[Collected data entries]
^^^^^^^^^^^^^^^^

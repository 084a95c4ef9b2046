//! Memory backend benchmarks.

use criterion::{black_box, criterion_group, criterion_main, BenchmarkId, Criterion, Throughput};
use geostore_storage::{MemoryKind, DEFAULT_SEGMENT_SIZE};
use tempfile::TempDir;

const KINDS: [MemoryKind; 4] = [
    MemoryKind::OnHeap,
    MemoryKind::OffHeap,
    MemoryKind::MappedFile,
    MemoryKind::MappedDirectory,
];

/// Benchmark allocating fresh segments.
fn bench_allocate(c: &mut Criterion) {
    let mut group = c.benchmark_group("segment_allocate");
    group.sample_size(20);
    group.throughput(Throughput::Bytes(16 * DEFAULT_SEGMENT_SIZE as u64));

    for kind in KINDS {
        group.bench_with_input(BenchmarkId::from_parameter(format!("{kind:?}")), &kind, |b, &kind| {
            let temp_dir = TempDir::new().unwrap();
            let path = temp_dir.path().join("bench");

            b.iter(|| {
                let memory = kind.open(&path, DEFAULT_SEGMENT_SIZE).unwrap();
                for index in 0..16 {
                    black_box(memory.segment(index).unwrap());
                }
                memory.clean().unwrap();
            });
        });
    }

    group.finish();
}

/// Benchmark writing through an allocated segment.
fn bench_write(c: &mut Criterion) {
    let mut group = c.benchmark_group("segment_write");

    for size in [64, 1024, 4096].iter() {
        group.throughput(Throughput::Bytes(*size as u64));
        for kind in KINDS {
            let id = BenchmarkId::new(format!("{kind:?}"), size);
            group.bench_with_input(id, size, |b, &size| {
                let temp_dir = TempDir::new().unwrap();
                let memory = kind.open(&temp_dir.path().join("bench"), DEFAULT_SEGMENT_SIZE).unwrap();
                let segment = memory.segment(0).unwrap();
                let data: Vec<u8> = (0..size).map(|i| (i % 256) as u8).collect();

                b.iter(|| {
                    segment
                        .write(|buf| buf[..size].copy_from_slice(black_box(&data)))
                        .unwrap();
                });
            });
        }
    }

    group.finish();
}

/// Benchmark reading through an allocated segment.
fn bench_read(c: &mut Criterion) {
    let mut group = c.benchmark_group("segment_read");

    for kind in KINDS {
        group.bench_with_input(BenchmarkId::from_parameter(format!("{kind:?}")), &kind, |b, &kind| {
            let temp_dir = TempDir::new().unwrap();
            let memory = kind.open(&temp_dir.path().join("bench"), DEFAULT_SEGMENT_SIZE).unwrap();
            let segment = memory.segment(0).unwrap();

            b.iter(|| {
                let sum = segment
                    .read(|buf| buf[..4096].iter().map(|b| u64::from(*b)).sum::<u64>())
                    .unwrap();
                black_box(sum);
            });
        });
    }

    group.finish();
}

criterion_group!(benches, bench_allocate, bench_write, bench_read);
criterion_main!(benches);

^^^^^^^^^^^^^^^^

EXERCISE BRIEF: Return, word for word, the lines of the data above from the line with "fn bench_allocate(c: &mut" through the line with "let memory = kind.open(&path, DEFAULT_SEGMENT_SIZE).unwrap();", inclusive.

SOLVED EXERCISE:
fn bench_allocate(c: &mut Criterion) {
    let mut group = c.benchmark_group("segment_allocate");
    group.sample_size(20);
    group.throughput(Throughput::Bytes(16 * DEFAULT_SEGMENT_SIZE as u64));

    for kind in KINDS {
        group.bench_with_input(BenchmarkId::from_parameter(format!("{kind:?}")), &kind, |b, &kind| {
            let temp_dir = TempDir::new().unwrap();
            let path = temp_dir.path().join("bench");

            b.iter(|| {
                let memory = kind.open(&path, DEFAULT_SEGMENT_SIZE).unwrap();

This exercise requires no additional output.